Ghostbusters: The Game is not actually based on the hit movie (I use the singular form on purpose, I prefer to believe that Ghostbusters II never happened), but rather on the Ghostbusters license. The game was designed to be the spiritual successor to the movie. For the one or two readers who has never seen Ghostbusters do not worry as prior knowledge of the movie is not a requirement to play the game, but having done so will enhance the enjoyment level obtained from the game.
The game story is set in 1991, seven years after the events of Ghostbusters (two years after the sequel that I am choosing to ignore). Our favourite parapsychologists are still busting ghosts and are looking to recruit some new blood to test out some new equipment. As the new recruit (called rookie), the gamer will engage in all things relating to ghostbusting such as capturing ghosts, zapping evil demons and saving the world.

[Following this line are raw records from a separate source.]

use lazy_static::lazy_static;
use log::{debug, error, info};
use serde::{Deserialize, Serialize};
use thiserror::Error;
use std::fs;
use std::path::{Path, PathBuf};
use std::sync::{RwLock, RwLockReadGuard, RwLockWriteGuard};

use crate::agent::{DEFAULT_MAX_TIMEOUTS, EXIT_CONFIG};
use crate::models::DeviceNode;

const CONFIG_ENV: &str = "M2M_CONFIG";
const CONFIG_PATHS: [&str; 2] = ["config/m2m.yaml", "m2m.yaml"];

#[derive(Error, Debug)]
pub enum ConfigError {
    #[error("No configuration found, tried {0}")]
    NotFound(String),
    #[error("Configuration I/O failed: {0}")]
    Io(#[from] std::io::Error),
    #[error("Configuration can not be parsed: {0}")]
    Parse(#[from] serde_yml::Error),
    #[error("Configuration section {0} is not known")]
    UnknownBase(String),
}

fn link_timeout_default() -> u64 { return 5000 }
fn link_poll_delay_default() -> u64 { return 200 }
fn link_max_timeouts_default() -> u32 { return DEFAULT_MAX_TIMEOUTS }

/// TCP target of the meter gateway and the polling timings
#[derive(Deserialize, Serialize, Clone, Debug, PartialEq)]
pub struct LinkConfig {
    pub host: String,
    pub port: u16,
    #[serde(default="link_timeout_default", alias = "timeout")]
    pub timeout_ms: u64,
    #[serde(default="link_poll_delay_default", alias = "polldelay")]
    pub poll_delay_ms: u64,
    #[serde(default="link_max_timeouts_default")]
    pub max_timeouts: u32,
}

fn mqtt_client_name_default() -> String { return "meterlink2mqtt".to_string() }
fn mqtt_base_topic_default() -> String { return "meterlink".to_string() }

#[derive(Deserialize, Serialize, Clone, Debug)]
pub struct MqttConfig {
    pub host: String,
    pub port: u16,
    #[serde(default)]
    pub user: String,
    #[serde(default)]
    pub pass: String,
    #[serde(default)]
    pub ha_enabled: bool,
    #[serde(default="mqtt_client_name_default")]
    pub client_name: String,
    #[serde(default="mqtt_base_topic_default")]
    pub base_topic: String,
}

#[derive(Deserialize, Serialize, Clone, PartialEq, Debug)]
pub enum ConfigOperation {
    ADD,
    DELETE,
    CHANGE
}

#[derive(Deserialize, Serialize, Clone, Debug)]
pub struct ConfigChange {
    pub operation: ConfigOperation,
    pub base: String, /* link, mqtt or devices */
}

#[derive(Clone)]
pub struct Callbacks {
    sender: tokio::sync::broadcast::Sender<ConfigChange>,
}

#[derive(Deserialize, Serialize, Clone)]
pub struct Config {
    pub link: LinkConfig,
    pub mqtt: MqttConfig,
    #[serde(default)]
    pub devices: Vec<DeviceNode>,
}

pub struct ConfigHolder {
    pub config: Config,
    pub callbacks: Callbacks,
    pub dirty: bool,
    pub path: PathBuf,
}

pub enum ConfigBases {
    Link(LinkConfig),
    Mqtt(MqttConfig),
    Devices(Vec<DeviceNode>),
}

impl ConfigHolder {
    /// Environment override first, then the usual places
    pub fn load() -> Result<Self, ConfigError> {
        if let Ok(path) = std::env::var(CONFIG_ENV) {
            return ConfigHolder::load_from(Path::new(&path));
        }

        for path in CONFIG_PATHS {
            if Path::new(path).exists() {
                return ConfigHolder::load_from(Path::new(path));
            }
        }

        Err(ConfigError::NotFound(CONFIG_PATHS.join(", ")))
    }

    pub fn load_from(path: &Path) -> Result<Self, ConfigError> {
        let contents = fs::read_to_string(path)?;
        let c: Config = serde_yml::from_str(&contents)?;
        info!("Configuration loaded from {}, {} device records", path.display(), c.devices.len());

        let (s, _) = tokio::sync::broadcast::channel(100);
        return Ok(ConfigHolder {
            config: c,
            callbacks: Callbacks { sender: s },
            dirty: false,
            path: path.to_path_buf(),
        })
    }

    pub fn save(&mut self) -> Result<(), ConfigError> {
        /* No need to write config if it's not dirty */
        if !self.dirty {
            debug!("Who ever called me, the config is not dirty");
            return Ok(());
        }

        let backup_path = self.path.with_extension("yaml.bak");
        fs::copy(&self.path, &backup_path)?;

        let x = serde_yml::to_string(&self.config)?;
        fs::write(&self.path, x.as_bytes())?;
        info!("New Config written to {}", self.path.display());
        self.dirty = false;
        Ok(())
    }

    pub fn get_change_receiver(&self) -> tokio::sync::broadcast::Receiver<ConfigChange> {
        return self.callbacks.sender.subscribe();
    }

    pub fn is_dirty(&self) -> bool {
        return self.dirty;
    }

    pub fn update_config(&mut self, operation: ConfigOperation, new_data: ConfigBases) {
        let base: &str;

        match new_data {
            ConfigBases::Link(link_config) => {
                self.config.link = link_config;
                base = "link";
            },
            ConfigBases::Mqtt(mqtt_config) => {
                self.config.mqtt = mqtt_config;
                base = "mqtt";
            },
            ConfigBases::Devices(devices) => {
                self.config.devices = devices;
                base = "devices";
            },
        }

        self.dirty = true;

        /* Nobody listening is fine, e.g. during startup */
        let _ = self.callbacks.sender.send(ConfigChange { operation: operation, base: base.to_string()});
    }

    pub fn get_copy(&self, base: &str) -> Result<ConfigBases, ConfigError> {
        match base {
            "link" => { return Ok(ConfigBases::Link(self.config.link.clone())) },
            "mqtt" => { return Ok(ConfigBases::Mqtt(self.config.mqtt.clone())) },
            "devices" => { return Ok(ConfigBases::Devices(self.config.devices.clone())) },
            _ => { Err(ConfigError::UnknownBase(base.to_string())) }
        }
    }

    /// Snapshot of the whole device/channel tree
    pub fn get_devices(&self) -> Vec<DeviceNode> {
        return self.config.devices.clone();
    }
}

lazy_static! {
    pub static ref CONFIG: RwLock<ConfigHolder> = RwLock::new(ConfigHolder::load().unwrap_or_else(|e| {
        error!("{e}");
        std::process::exit(EXIT_CONFIG);
    }));
}

/* A panic while holding the lock does not make the configuration itself invalid */
pub fn config_read() -> RwLockReadGuard<'static, ConfigHolder> {
    CONFIG.read().unwrap_or_else(|e| e.into_inner())
}

pub fn config_write() -> RwLockWriteGuard<'static, ConfigHolder> {
    CONFIG.write().unwrap_or_else(|e| e.into_inner())
}

#[macro_export]
macro_rules! get_config_or_panic {
    ($base: expr, $pat: path) => {
        {
            let c = $crate::config::config_read().get_copy($base);
            match c {
                Ok($pat(a)) => a,
                _ => panic!(
                    "mismatch variant when cast to {}",
                    stringify!($pat)),
            }
        }
    };
}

The game presentation is exceptional. The game looks and sounds like a movie. The visuals are outstanding (for the most part). Many of my favourite locations from the movie have been faithfully recreated in the game. The character models are quite detailed, especially the proton packs. All proton streams and damage caused by the streams are also quite impressive. Let us not forget the ghosts as they do look amazing. My only gripe visually is that the animations are quite limited resulting in a slight unnatural movement of the main characters. Also there needs to be more variety in all the ghost models. These are minor gripes, but I have no complaints about the sound quality because the sound quality in the game is simply outstanding. All the main actors from the original movie have come together once again to lend their voices and likeness to the game characters. Fans of the franchise will be pleased to hear not only the voices of Dan Aykroyd as Ray Stantz , Harold Ramis as Egon Spengler, Bill Murray as Peter Venkman, and Ernie Hudson as Winston Zeddemore, but also those of many supporting characters such as William Atherton, Brian Doyle-Murray, and Annie Potts have also returned to reprise their role once again. If being treated to the original crew was not good enough, the game also features the original sound track from the movie. I dare anyone to listen to the theme song and not crack a smile.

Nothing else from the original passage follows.